* [What is expected]: Every line of the material must be copied exactly.

* [Listed entries]:
* * *
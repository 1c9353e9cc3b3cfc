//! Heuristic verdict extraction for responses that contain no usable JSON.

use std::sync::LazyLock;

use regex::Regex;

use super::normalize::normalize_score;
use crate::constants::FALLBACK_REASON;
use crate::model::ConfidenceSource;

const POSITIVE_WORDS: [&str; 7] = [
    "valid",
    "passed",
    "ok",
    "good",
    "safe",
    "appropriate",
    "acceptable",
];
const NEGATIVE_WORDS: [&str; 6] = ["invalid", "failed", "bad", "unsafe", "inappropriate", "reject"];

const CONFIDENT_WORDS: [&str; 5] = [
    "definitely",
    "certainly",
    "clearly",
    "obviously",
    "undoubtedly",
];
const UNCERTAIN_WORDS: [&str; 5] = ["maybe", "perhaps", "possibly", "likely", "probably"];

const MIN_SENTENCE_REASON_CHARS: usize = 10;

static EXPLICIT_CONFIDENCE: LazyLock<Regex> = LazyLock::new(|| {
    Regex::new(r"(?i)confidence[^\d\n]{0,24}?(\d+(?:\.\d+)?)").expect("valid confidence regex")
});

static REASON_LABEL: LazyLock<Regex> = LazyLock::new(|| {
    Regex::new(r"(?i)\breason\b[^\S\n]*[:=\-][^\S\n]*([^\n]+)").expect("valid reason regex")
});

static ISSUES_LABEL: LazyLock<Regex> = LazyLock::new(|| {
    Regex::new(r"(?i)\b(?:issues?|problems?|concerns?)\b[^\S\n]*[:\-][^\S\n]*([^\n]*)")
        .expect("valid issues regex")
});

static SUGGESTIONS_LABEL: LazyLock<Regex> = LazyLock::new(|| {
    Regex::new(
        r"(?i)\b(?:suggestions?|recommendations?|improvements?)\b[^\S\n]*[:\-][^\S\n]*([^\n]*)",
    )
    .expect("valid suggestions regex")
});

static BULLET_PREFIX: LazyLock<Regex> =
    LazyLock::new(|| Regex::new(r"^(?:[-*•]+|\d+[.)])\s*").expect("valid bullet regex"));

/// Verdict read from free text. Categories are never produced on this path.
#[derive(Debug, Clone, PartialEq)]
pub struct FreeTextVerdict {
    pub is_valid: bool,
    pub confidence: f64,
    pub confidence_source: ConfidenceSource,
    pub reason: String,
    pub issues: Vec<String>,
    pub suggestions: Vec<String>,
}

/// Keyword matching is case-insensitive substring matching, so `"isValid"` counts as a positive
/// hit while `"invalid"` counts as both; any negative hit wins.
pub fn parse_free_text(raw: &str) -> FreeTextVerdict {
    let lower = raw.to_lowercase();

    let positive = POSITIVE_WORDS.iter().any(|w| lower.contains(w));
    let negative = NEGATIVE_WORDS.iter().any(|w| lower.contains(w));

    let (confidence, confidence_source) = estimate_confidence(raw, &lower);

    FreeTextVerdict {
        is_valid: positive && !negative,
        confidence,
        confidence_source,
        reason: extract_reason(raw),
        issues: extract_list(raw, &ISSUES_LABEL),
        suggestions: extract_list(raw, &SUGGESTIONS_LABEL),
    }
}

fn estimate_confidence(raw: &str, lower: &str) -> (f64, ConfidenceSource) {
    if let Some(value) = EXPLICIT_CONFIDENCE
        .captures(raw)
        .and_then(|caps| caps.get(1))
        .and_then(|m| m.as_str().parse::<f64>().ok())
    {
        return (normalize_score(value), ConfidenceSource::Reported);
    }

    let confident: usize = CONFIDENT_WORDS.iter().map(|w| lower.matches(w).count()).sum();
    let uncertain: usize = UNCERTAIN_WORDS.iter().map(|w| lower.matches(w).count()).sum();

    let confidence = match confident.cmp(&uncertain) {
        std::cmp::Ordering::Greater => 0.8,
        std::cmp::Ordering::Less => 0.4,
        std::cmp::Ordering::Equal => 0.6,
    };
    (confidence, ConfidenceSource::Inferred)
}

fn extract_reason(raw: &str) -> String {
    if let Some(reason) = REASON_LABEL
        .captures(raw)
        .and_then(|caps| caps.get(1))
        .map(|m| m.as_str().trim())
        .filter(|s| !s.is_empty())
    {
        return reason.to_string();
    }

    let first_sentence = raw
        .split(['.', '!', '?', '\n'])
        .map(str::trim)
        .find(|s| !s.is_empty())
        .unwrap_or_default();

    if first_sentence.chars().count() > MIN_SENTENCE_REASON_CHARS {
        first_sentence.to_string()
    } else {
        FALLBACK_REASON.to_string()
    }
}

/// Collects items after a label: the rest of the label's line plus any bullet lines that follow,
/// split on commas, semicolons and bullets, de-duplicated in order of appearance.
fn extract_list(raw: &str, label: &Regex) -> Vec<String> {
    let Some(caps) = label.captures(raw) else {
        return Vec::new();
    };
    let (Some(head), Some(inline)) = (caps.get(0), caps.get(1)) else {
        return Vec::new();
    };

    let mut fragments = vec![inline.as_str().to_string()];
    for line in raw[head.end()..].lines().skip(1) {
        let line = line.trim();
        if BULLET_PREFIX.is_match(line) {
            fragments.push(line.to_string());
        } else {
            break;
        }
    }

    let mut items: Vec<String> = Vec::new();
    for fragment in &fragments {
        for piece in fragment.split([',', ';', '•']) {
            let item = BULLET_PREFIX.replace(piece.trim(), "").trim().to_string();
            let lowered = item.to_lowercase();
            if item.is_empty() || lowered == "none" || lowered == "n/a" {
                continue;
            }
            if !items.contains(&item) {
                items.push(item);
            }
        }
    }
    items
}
* * *
* [Problem solution]:
repository 1c9353e9cc3b3cfc
//! Heuristic verdict extraction for responses that contain no usable JSON.

use std::sync::LazyLock;

use regex::Regex;

use super::normalize::normalize_score;
use crate::constants::FALLBACK_REASON;
use crate::model::ConfidenceSource;

const POSITIVE_WORDS: [&str; 7] = [
    "valid",
    "passed",
    "ok",
    "good",
    "safe",
    "appropriate",
    "acceptable",
];
const NEGATIVE_WORDS: [&str; 6] = ["invalid", "failed", "bad", "unsafe", "inappropriate", "reject"];

const CONFIDENT_WORDS: [&str; 5] = [
    "definitely",
    "certainly",
    "clearly",
    "obviously",
    "undoubtedly",
];
const UNCERTAIN_WORDS: [&str; 5] = ["maybe", "perhaps", "possibly", "likely", "probably"];

const MIN_SENTENCE_REASON_CHARS: usize = 10;

static EXPLICIT_CONFIDENCE: LazyLock<Regex> = LazyLock::new(|| {
    Regex::new(r"(?i)confidence[^\d\n]{0,24}?(\d+(?:\.\d+)?)").expect("valid confidence regex")
});

static REASON_LABEL: LazyLock<Regex> = LazyLock::new(|| {
    Regex::new(r"(?i)\breason\b[^\S\n]*[:=\-][^\S\n]*([^\n]+)").expect("valid reason regex")
});

static ISSUES_LABEL: LazyLock<Regex> = LazyLock::new(|| {
    Regex::new(r"(?i)\b(?:issues?|problems?|concerns?)\b[^\S\n]*[:\-][^\S\n]*([^\n]*)")
        .expect("valid issues regex")
});

static SUGGESTIONS_LABEL: LazyLock<Regex> = LazyLock::new(|| {
    Regex::new(
        r"(?i)\b(?:suggestions?|recommendations?|improvements?)\b[^\S\n]*[:\-][^\S\n]*([^\n]*)",
    )
    .expect("valid suggestions regex")
});

static BULLET_PREFIX: LazyLock<Regex> =
    LazyLock::new(|| Regex::new(r"^(?:[-*•]+|\d+[.)])\s*").expect("valid bullet regex"));

/// Verdict read from free text. Categories are never produced on this path.
#[derive(Debug, Clone, PartialEq)]
pub struct FreeTextVerdict {
    pub is_valid: bool,
    pub confidence: f64,
    pub confidence_source: ConfidenceSource,
    pub reason: String,
    pub issues: Vec<String>,
    pub suggestions: Vec<String>,
}

/// Keyword matching is case-insensitive substring matching, so `"isValid"` counts as a positive
/// hit while `"invalid"` counts as both; any negative hit wins.
pub fn parse_free_text(raw: &str) -> FreeTextVerdict {
    let lower = raw.to_lowercase();

    let positive = POSITIVE_WORDS.iter().any(|w| lower.contains(w));
    let negative = NEGATIVE_WORDS.iter().any(|w| lower.contains(w));

    let (confidence, confidence_source) = estimate_confidence(raw, &lower);

    FreeTextVerdict {
        is_valid: positive && !negative,
        confidence,
        confidence_source,
        reason: extract_reason(raw),
        issues: extract_list(raw, &ISSUES_LABEL),
        suggestions: extract_list(raw, &SUGGESTIONS_LABEL),
    }
}

fn estimate_confidence(raw: &str, lower: &str) -> (f64, ConfidenceSource) {
    if let Some(value) = EXPLICIT_CONFIDENCE
        .captures(raw)
        .and_then(|caps| caps.get(1))
        .and_then(|m| m.as_str().parse::<f64>().ok())
    {
        return (normalize_score(value), ConfidenceSource::Reported);
    }

    let confident: usize = CONFIDENT_WORDS.iter().map(|w| lower.matches(w).count()).sum();
    let uncertain: usize = UNCERTAIN_WORDS.iter().map(|w| lower.matches(w).count()).sum();

    let confidence = match confident.cmp(&uncertain) {
        std::cmp::Ordering::Greater => 0.8,
        std::cmp::Ordering::Less => 0.4,
        std::cmp::Ordering::Equal => 0.6,
    };
    (confidence, ConfidenceSource::Inferred)
}

fn extract_reason(raw: &str) -> String {
    if let Some(reason) = REASON_LABEL
        .captures(raw)
        .and_then(|caps| caps.get(1))
        .map(|m| m.as_str().trim())
        .filter(|s| !s.is_empty())
    {
        return reason.to_string();
    }

    let first_sentence = raw
        .split(['.', '!', '?', '\n'])
        .map(str::trim)
        .find(|s| !s.is_empty())
        .unwrap_or_default();

    if first_sentence.chars().count() > MIN_SENTENCE_REASON_CHARS {
        first_sentence.to_string()
    } else {
        FALLBACK_REASON.to_string()
    }
}

/// Collects items after a label: the rest of the label's line plus any bullet lines that follow,
/// split on commas, semicolons and bullets, de-duplicated in order of appearance.
fn extract_list(raw: &str, label: &Regex) -> Vec<String> {
    let Some(caps) = label.captures(raw) else {
        return Vec::new();
    };
    let (Some(head), Some(inline)) = (caps.get(0), caps.get(1)) else {
        return Vec::new();
    };

    let mut fragments = vec![inline.as_str().to_string()];
    for line in raw[head.end()..].lines().skip(1) {
        let line = line.trim();
        if BULLET_PREFIX.is_match(line) {
            fragments.push(line.to_string());
        } else {
            break;
        }
    }

    let mut items: Vec<String> = Vec::new();
    for fragment in &fragments {
        for piece in fragment.split([',', ';', '•']) {
            let item = BULLET_PREFIX.replace(piece.trim(), "").trim().to_string();
            let lowered = item.to_lowercase();
            if item.is_empty() || lowered == "none" || lowered == "n/a" {
                continue;
            }
            if !items.contains(&item) {
                items.push(item);
            }
        }
    }
    items
}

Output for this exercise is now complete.